Having lived in Switzerland during the War, Hesse did everything that a normal man could and should. He supported his friends and compatriots left behind in Germany, helped the refugees from it and interceded on their behalf with the careful Swiss authorities, mourned the fallen and persecuted and thundered against Fascism in his talks and letters.

However, this did not prevent him from drawing a clear distinction between a political position and a writerly one. The evidence is in Hesse’s response to an anonymous accusation ordering him to ‘write about real life’ while condemning the man of letters of hiding from reality. The year was 1939. The War had already begun, but Herman Hesse did not acknowledge its power over him. ‘A writer is different from an ordinary person,’ he explained to his correspondent, ‘because he does not allow the war to rule him, since war, which we both despise, feeds off its eternal tendency towards totality.’

In 1946, Hesse received the Nobel prize for his accomplishment. Consider Europe, bombed to its foundations in that first post-War year, when millions of desperate people faced death, hunger and ruin. But the novel doesn’t have a word about this. Hesse never forgot about the War, of course, even when he invented the fantastic Glass Bead game-obsessed ‘Castalia’. Such a clean and flawless kingdom of the spirit is exactly what humanity needs, for its very survival.

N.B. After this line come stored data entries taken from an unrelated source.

//! Tests for `planner` module

use super::config::PermutermConfig;
use super::key::{Key, SearchKey};
use super::planner::*;
use super::prune::{NoPruning, PruneThresholds, SelectivityPruner};

#[test]
fn test_default_planner_does_not_prune() {
    let planner = QueryPlanner::default();
    assert_eq!(planner.strategy_name(), "none");
    assert_eq!(planner.extract_query_keys("%ab%cdefgh%").len(), 2);
}

#[test]
fn test_from_config_respects_enabled() {
    let mut config = PermutermConfig::default();
    assert_eq!(QueryPlanner::from_config(&config).strategy_name(), "none");

    config.pruning.enabled = true;
    assert_eq!(QueryPlanner::from_config(&config).strategy_name(), "selectivity");
}

#[test]
fn test_selectivity_planner_prunes() {
    let planner = QueryPlanner::with_strategy(SelectivityPruner::new(PruneThresholds::default()));
    let query = planner.extract_query_keys("%ab%cdefgh%");

    assert_eq!(
        query.into_inner(),
        vec![SearchKey::partial(Key::Literal(b"cdefgh".to_vec()))]
    );
}

#[test]
fn test_custom_factors_from_config() {
    let mut config = PermutermConfig::default();
    config.pruning.enabled = true;
    config.pruning.unbounded_factor = 4;

    // 4 * 2 > 6: the short run survives with the looser factor.
    let query = QueryPlanner::from_config(&config).extract_query_keys("%ab%cdefgh%");
    assert_eq!(query.len(), 2);
}

#[test]
fn test_empty_pattern_single_exact_key() {
    let planner = QueryPlanner::with_strategy(NoPruning);
    let query = planner.extract_query_keys("");

    assert_eq!(query.len(), 1);
    assert_eq!(query.as_slice()[0], SearchKey::exact(Key::EmptyMarker));
}
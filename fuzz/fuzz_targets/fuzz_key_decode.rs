//! Fuzz target for the key wire format and the byte-level comparator.
//!
//! Key bytes come from the host's storage and may be corrupted. Decoding must
//! either fail with `MalformedKey` or yield a key that encodes back to the
//! same bytes; comparing two decodable keys must never panic unless the index
//! side is flagged in partial mode.

#![no_main]

use libfuzzer_sys::fuzz_target;
use permuterm_core::{compare_encoded, Key};

fuzz_target!(|data: &[u8]| {
    if let Ok(key) = Key::decode(data) {
        assert_eq!(key.encode(), data);
        assert_eq!(key.encoded_len(), data.len());
    }

    // First byte picks the split point between index and search key.
    let Some((&split, rest)) = data.split_first() else {
        return;
    };
    let (index, search) = rest.split_at(usize::from(split).min(rest.len()));

    let Ok(index_key) = Key::decode(index) else {
        return;
    };
    let partial = !index_key.is_flagged();
    let _ = compare_encoded(index, search, partial);
});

And why play? For an answer to that query we must turn to another Grandmaster, Johan Huizinga. Released in 1938, at the dawn of the same war, ‘Homo Ludens’ is a work impossible to neglect at this meeting. It begins its exploration with a premise: one can deny the existence of almost all abstract concepts; rights, beauty, truth, God… but one cannot refuse to believe in play. According to Huizenga, the value of play is that during ‘periods of heavy spiritual oppression’, it ‘creates a temporary, limited certainty in the rules of the game and its immutable nature.’ In other words, if you play tennis without a net, you’re not playing tennis.

Sharing his reflections on the Game, Hesse posited that Castalia is needed precisely during the blackest hours of history, when it might seem that the aristocratic and egg-headed foppery of the Glass Bead Game is an untenable luxury. Bread doesn’t fill empty stomachs thanks to it nor do the cannons cease firing. But its impracticality, understood by few and needed by less, justifies it, like Mozart, poetry and the sunset. Play is necessary to support and nourish that thin layer of the cultural elite from which the rarest flowers bloom. When the bombs fall, care for these intellectual curiosities is not seen as part of the war effort. It would seem that little has changed since that war. But in all reality, Hesse and those like him give a world pushed to its ends by strife a place to come back home.